━━━ Available data ━━━

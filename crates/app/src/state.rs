//! Application state management

use std::path::PathBuf;

use directories::ProjectDirs;
use gather_core::{Database, Error, GatherConfig, Result};
use tracing::info;

use crate::identity::Identity;

const IDENTITY_FILE: &str = "identity.toml";

/// Everything the shell needs for one run
pub struct AppState {
    pub db: Database,
    pub config: GatherConfig,
    pub identity: Identity,
}

impl AppState {
    /// Open the database and resolve the local identity
    ///
    /// `name` comes from `GATHER_NAME` and renames the identity when set.
    pub fn new(config: GatherConfig, name: Option<&str>) -> Result<Self> {
        let db_path = config.database_path()?;

        // Ensure parent directory exists
        if let Some(parent) = db_path.parent() {
            std::fs::create_dir_all(parent)?;
        }

        let db = Database::open(&db_path)?;
        info!(path = %db_path.display(), schema = db.schema_version(), "Database opened");

        let identity = Identity::load_or_create(&Self::data_path()?.join(IDENTITY_FILE), name)?;

        Ok(Self {
            db,
            config,
            identity,
        })
    }

    fn data_path() -> Result<PathBuf> {
        let dirs = ProjectDirs::from("app", "gather", "gather").ok_or_else(|| {
            Error::Io(std::io::Error::new(
                std::io::ErrorKind::NotFound,
                "Could not determine data directory",
            ))
        })?;

        Ok(dirs.data_dir().to_path_buf())
    }
}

━━━

**What is required**
Repeat the listing exactly, keeping every word in place.

**Response**
filename crates/app/src/state.rs
//! Application state management

use std::path::PathBuf;

use directories::ProjectDirs;
use gather_core::{Database, Error, GatherConfig, Result};
use tracing::info;

use crate::identity::Identity;

const IDENTITY_FILE: &str = "identity.toml";

/// Everything the shell needs for one run
pub struct AppState {
    pub db: Database,
    pub config: GatherConfig,
    pub identity: Identity,
}

impl AppState {
    /// Open the database and resolve the local identity
    ///
    /// `name` comes from `GATHER_NAME` and renames the identity when set.
    pub fn new(config: GatherConfig, name: Option<&str>) -> Result<Self> {
        let db_path = config.database_path()?;

        // Ensure parent directory exists
        if let Some(parent) = db_path.parent() {
            std::fs::create_dir_all(parent)?;
        }

        let db = Database::open(&db_path)?;
        info!(path = %db_path.display(), schema = db.schema_version(), "Database opened");

        let identity = Identity::load_or_create(&Self::data_path()?.join(IDENTITY_FILE), name)?;

        Ok(Self {
            db,
            config,
            identity,
        })
    }

    fn data_path() -> Result<PathBuf> {
        let dirs = ProjectDirs::from("app", "gather", "gather").ok_or_else(|| {
            Error::Io(std::io::Error::new(
                std::io::ErrorKind::NotFound,
                "Could not determine data directory",
            ))
        })?;

        Ok(dirs.data_dir().to_path_buf())
    }
}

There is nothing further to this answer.